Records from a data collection
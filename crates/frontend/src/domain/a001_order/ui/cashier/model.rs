use contracts::catalog::Drink;
use contracts::domain::a001_order::{Order, OrderDraft};
use contracts::domain::a002_customer::Customer;
use gloo_net::http::Request;

use crate::shared::api_utils::{api_url, auth_header, handle_unauthorized};

pub async fn fetch_catalog() -> Result<Vec<Drink>, String> {
    let response = Request::get(&api_url("/api/catalog"))
        .send()
        .await
        .map_err(|e| format!("Request failed: {}", e))?;

    if !response.ok() {
        handle_unauthorized(response.status());
        return Err(format!("HTTP error: {}", response.status()));
    }

    response
        .json()
        .await
        .map_err(|e| format!("Failed to parse response: {}", e))
}

pub async fn fetch_customers() -> Result<Vec<Customer>, String> {
    let auth = auth_header().ok_or_else(|| "Не авторизован".to_string())?;

    let response = Request::get(&api_url("/api/customers"))
        .header("Authorization", &auth)
        .send()
        .await
        .map_err(|e| format!("Request failed: {}", e))?;

    if !response.ok() {
        handle_unauthorized(response.status());
        return Err(format!("HTTP error: {}", response.status()));
    }

    response
        .json()
        .await
        .map_err(|e| format!("Failed to parse response: {}", e))
}

pub async fn submit_order(draft: &OrderDraft) -> Result<Order, String> {
    let auth = auth_header().ok_or_else(|| "Не авторизован".to_string())?;

    let response = Request::post(&api_url("/api/orders"))
        .header("Authorization", &auth)
        .json(draft)
        .map_err(|e| format!("Failed to serialize request: {}", e))?
        .send()
        .await
        .map_err(|e| format!("Request failed: {}", e))?;

    if !response.ok() {
        handle_unauthorized(response.status());
        return Err(format!("HTTP error: {}", response.status()));
    }

    response
        .json()
        .await
        .map_err(|e| format!("Failed to parse response: {}", e))
}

- [EXERCISE BRIEF] Without changing a single character, write out all of the entries.

- [RESULT FOR THIS TASK]
filename crates/frontend/src/domain/a001_order/ui/cashier/model.rs
use contracts::catalog::Drink;
use contracts::domain::a001_order::{Order, OrderDraft};
use contracts::domain::a002_customer::Customer;
use gloo_net::http::Request;

use crate::shared::api_utils::{api_url, auth_header, handle_unauthorized};

pub async fn fetch_catalog() -> Result<Vec<Drink>, String> {
    let response = Request::get(&api_url("/api/catalog"))
        .send()
        .await
        .map_err(|e| format!("Request failed: {}", e))?;

    if !response.ok() {
        handle_unauthorized(response.status());
        return Err(format!("HTTP error: {}", response.status()));
    }

    response
        .json()
        .await
        .map_err(|e| format!("Failed to parse response: {}", e))
}

pub async fn fetch_customers() -> Result<Vec<Customer>, String> {
    let auth = auth_header().ok_or_else(|| "Не авторизован".to_string())?;

    let response = Request::get(&api_url("/api/customers"))
        .header("Authorization", &auth)
        .send()
        .await
        .map_err(|e| format!("Request failed: {}", e))?;

    if !response.ok() {
        handle_unauthorized(response.status());
        return Err(format!("HTTP error: {}", response.status()));
    }

    response
        .json()
        .await
        .map_err(|e| format!("Failed to parse response: {}", e))
}

pub async fn submit_order(draft: &OrderDraft) -> Result<Order, String> {
    let auth = auth_header().ok_or_else(|| "Не авторизован".to_string())?;

    let response = Request::post(&api_url("/api/orders"))
        .header("Authorization", &auth)
        .json(draft)
        .map_err(|e| format!("Failed to serialize request: {}", e))?
        .send()
        .await
        .map_err(|e| format!("Request failed: {}", e))?;

    if !response.ok() {
        handle_unauthorized(response.status());
        return Err(format!("HTTP error: {}", response.status()));
    }

    response
        .json()
        .await
        .map_err(|e| format!("Failed to parse response: {}", e))
}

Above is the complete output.